Tu… tu es déraisonnable

!

» He Lu serra les dents de rage, fusillant du regard celui qui riait aux éclats. Cet individu avait véritablement anéanti des années de cultivation, faisant bouillonner de rage cet homme, d'ordinaire si peu enclin à la colère, pendant des jours. Pourtant, pour une raison inconnue, il n'était pas vraiment en colère.

« Feng ! Qu'est-ce qui te fait rire si joyeusement ? » Ashina Yugu entra dans la tente.

« Khan ! Helu veut me donner quelque chose ! Je ne sais pas ce que je veux ! » Wei Zijun cessa de rire et se leva.

« Hmm… puisqu’on offre un cadeau, autant l’offrir à quelqu’un qui nous est cher ! » Ashina Yugu se tourna vers Helu. « Tu es d’accord, Helu ? »

« Le Khan a raison ! » répondit Helu respectueusement.

« Mais tu n'as pas de femme, alors qu'as-tu que tu aimes le plus ? » Ashina Yugu semblait penser qu'offrir une femme était le cadeau le plus sincère.

He Lu réfléchit un instant et dit : « He Lu possède un bien très précieux, qui est Tesalu. Le Roi Sage de Gauche l'a vu et l'apprécie beaucoup ! »

Elle l'a déjà vu ? Tersal ? Serait-ce ce cheval blanc Akhal-Téké ?

« Hmm ! C'est un bon cheval. Puisque Feng l'aime bien, tant mieux. De toute façon, Feng n'a pas l'air d'aimer les femmes ! » Ashina Yugu semblait toujours penser que les femmes étaient supérieures.

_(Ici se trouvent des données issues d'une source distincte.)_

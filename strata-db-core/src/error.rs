//! Error types for strata-db-core

use thiserror::Error;

/// Result type alias using our Error
pub type Result<T> = std::result::Result<T, Error>;

/// Core error type
#[derive(Error, Debug)]
pub enum Error {
    /// A content-addressed lookup missed
    #[error("Not found: {0}")]
    NotFound(String),

    /// I/O failure talking to a node store; never retried at this layer
    #[error("Transport error: {0}")]
    Transport(String),

    /// A structural check failed; indicates a bug in the caller or in this crate
    #[error("Invariant violated: {0}")]
    Invariant(String),

    /// Malformed tuple or node bytes
    ///
    /// `corruption` distinguishes bytes that hashed correctly but failed to
    /// decode (true) from short reads and framing mismatches (false).
    #[error("Decode error: {message}")]
    Decode { message: String, corruption: bool },

    /// Cooperative cancellation was observed
    #[error("Operation cancelled")]
    Cancelled,
}

impl Error {
    /// Create a not found error
    pub fn not_found(msg: impl Into<String>) -> Self {
        Error::NotFound(msg.into())
    }

    /// Create a transport error
    pub fn transport(msg: impl Into<String>) -> Self {
        Error::Transport(msg.into())
    }

    /// Create an invariant error
    pub fn invariant(msg: impl Into<String>) -> Self {
        Error::Invariant(msg.into())
    }

    /// Create a decode error for malformed framing (short reads, bad magic)
    pub fn decode(msg: impl Into<String>) -> Self {
        Error::Decode {
            message: msg.into(),
            corruption: false,
        }
    }

    /// Create a decode error flagged as corruption
    pub fn corrupt(msg: impl Into<String>) -> Self {
        Error::Decode {
            message: msg.into(),
            corruption: true,
        }
    }
}
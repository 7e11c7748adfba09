//! Folding a mutation stream into a persistent map.
//!
//! The materializer walks the base tree and an ascending mutation stream
//! concurrently, emitting the winning pair at each key into a fresh
//! chunker. The base map is unaffected; the result is a new root.

use crate::chunker::TreeChunker;
use crate::cursor::Cursor;
use crate::error::{Error, Result};
use crate::map::Map;
use async_trait::async_trait;
use std::cmp::Ordering;
use strata_db_core::{Cancellation, Tuple};
use tracing::debug;

/// An ascending stream of staged mutations.
///
/// Yields `(key, Some(value))` for inserts/updates and `(key, None)` for
/// deletes. Keys must be strictly ascending; each key appears once.
#[async_trait]
pub(crate) trait MutationIter: Send {
    async fn next_mutation(&mut self) -> Result<Option<(Tuple, Option<Tuple>)>>;
}

/// Merge-walk `base` and `mutations` into a new map.
///
/// - mutation key absent from base: insert (tombstones are ignored)
/// - mutation key present in base: the staged value wins; a tombstone
///   drops the pair
/// - all other base pairs pass through unchanged
pub(crate) async fn materialize_mutations<M: MutationIter>(
    base: &Map,
    mut mutations: M,
    cancel: &Cancellation,
) -> Result<Map> {
    let store = base.store_arc();
    let key_desc = base.key_desc().clone();
    let mut chunker = TreeChunker::new(store.as_ref(), key_desc.clone(), cancel);
    let mut cursor = Cursor::at_start(
        store.as_ref(),
        base.key_desc(),
        base.root_node().clone(),
        cancel,
    )
    .await?;

    let mut emitted = 0u64;
    let mut mutation = mutations.next_mutation().await?;
    loop {
        cancel.check().map_err(Error::Core)?;
        match (&mutation, cursor.valid()) {
            (None, false) => break,
            (None, true) => {
                let Some((k, v)) = cursor.current_pair() else {
                    return Err(Error::invariant("valid cursor lost its pair"));
                };
                chunker.append(k, v).await?;
                emitted += 1;
                cursor.advance().await?;
            }
            (Some((key, value)), false) => {
                if let Some(v) = value {
                    chunker.append(key.to_bytes(), v.to_bytes()).await?;
                    emitted += 1;
                }
                mutation = mutations.next_mutation().await?;
            }
            (Some((key, value)), true) => {
                let Some(ord) = cursor.compare_key(key.as_bytes()) else {
                    return Err(Error::invariant("valid cursor lost its key"));
                };
                match ord {
                    Ordering::Less => {
                        let Some((k, v)) = cursor.current_pair() else {
                            return Err(Error::invariant("valid cursor lost its pair"));
                        };
                        chunker.append(k, v).await?;
                        emitted += 1;
                        cursor.advance().await?;
                    }
                    Ordering::Greater => {
                        if let Some(v) = value {
                            chunker.append(key.to_bytes(), v.to_bytes()).await?;
                            emitted += 1;
                        }
                        mutation = mutations.next_mutation().await?;
                    }
                    Ordering::Equal => {
                        if let Some(v) = value {
                            chunker.append(key.to_bytes(), v.to_bytes()).await?;
                            emitted += 1;
                        }
                        cursor.advance().await?;
                        mutation = mutations.next_mutation().await?;
                    }
                }
            }
        }
    }

    let (root, root_hash) = chunker.done().await?;
    debug!(count = emitted, %root_hash, "materialized map");
    Ok(Map::from_parts(
        root,
        root_hash,
        key_desc,
        base.val_desc().clone(),
        store,
    ))
}
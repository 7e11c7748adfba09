//! # Strata DB Core
//!
//! Core types for the Strata DB storage engine.
//!
//! This crate provides:
//! - 20-byte content hashes ([`Hash`]) and the arena [`BufferPool`]
//! - The fixed-schema binary tuple codec ([`tuple`])
//! - The content-addressed [`NodeStore`] trait with memory and file backends
//! - Cooperative [`Cancellation`] shared across pipeline tasks
//!
//! ## Design Principles
//!
//! 1. **Async at the I/O seam only**: node-store reads and writes suspend;
//!    everything above them is synchronous in-memory work
//! 2. **Content addressing everywhere**: object identity is a deterministic
//!    function of bytes, so writes are idempotent and retries are free
//! 3. **No implicit globals**: the pool and stores are injected dependencies

pub mod cancel;
pub mod error;
pub mod hash;
pub mod pool;
pub mod store;
pub mod tuple;

pub use cancel::Cancellation;
pub use error::{Error, Result};
pub use hash::{Hash, HASH_LEN};
pub use pool::BufferPool;
pub use store::{FileNodeStore, MemoryNodeStore, NodeStore};
pub use tuple::{
    new_tuple, Collation, Encoding, FieldType, FieldValue, Tuple, TupleBuilder, TupleDescriptor,
    MAX_TUPLE_SIZE,
};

C'était vraiment ce cheval-là. Même si elle l'aimait bien, elle n'en voulait pas s'il appartenait à quelqu'un d'autre. « Un gentleman ne prend pas ce qui est précieux aux autres. Wei Feng a déjà un cheval ; il n'en a pas besoin d'un autre ! »

« J'ai dit que je te le donnerais, alors ne discute pas ! » Le visage de jade de He Lu se durcit et il lança un regard noir à Wei Zijun. Elle l'appréciait visiblement, mais elle trouvait toujours des excuses ; les gens de Da Yu n'étaient pas si francs.

Volume deux, chapitre soixante-quatre turc : Un baiser forcé

Fin novembre, les nuits à Daxing, la capitale de Pékin, commençaient déjà à être glaciales, mais le soleil de la journée était encore chaud.

Dans le jardin de la résidence du général de la Garde de gauche, un homme aux cheveux gris, assis dans un fauteuil à bascule, se prélassait au soleil. Il avait entre quarante et cinquante ans, et bien que son visage buriné conservât encore quelques traits de beauté, ses cheveux, qui auraient dû être noirs à son âge, étaient devenus à moitié gris.

Une main longue et fine, parcourue de veines, effleura le couvercle de la tasse, et il laissa échapper un soupir à peine audible.

« Shulan, il commence à faire froid, ne reste pas dehors trop longtemps ! » Une douce voix féminine retentit derrière eux, et une femme d'âge mûr entra avec grâce, vêtue d'un ruqun violet (un type de robe traditionnelle chinoise), dégageant noblesse, élégance et grâce.

Le regard de la femme révélait une maturité affirmée, suggérant qu'elle avait à peu près le même âge que l'homme, pourtant son visage lunaire restait radieux, lui donnant l'air d'avoir à peine une trentaine d'années.

« Oh, Xiaoya ! Je vais rester encore un peu avant de repartir ! » répondit l'homme.

« Shulan repense-t-elle à Jun'er ? » La femme caressa doucement la tête de l'homme.

« C’est bon, asseyez-vous. » L’homme retira sa main de sa tête et la plaça dans sa paume.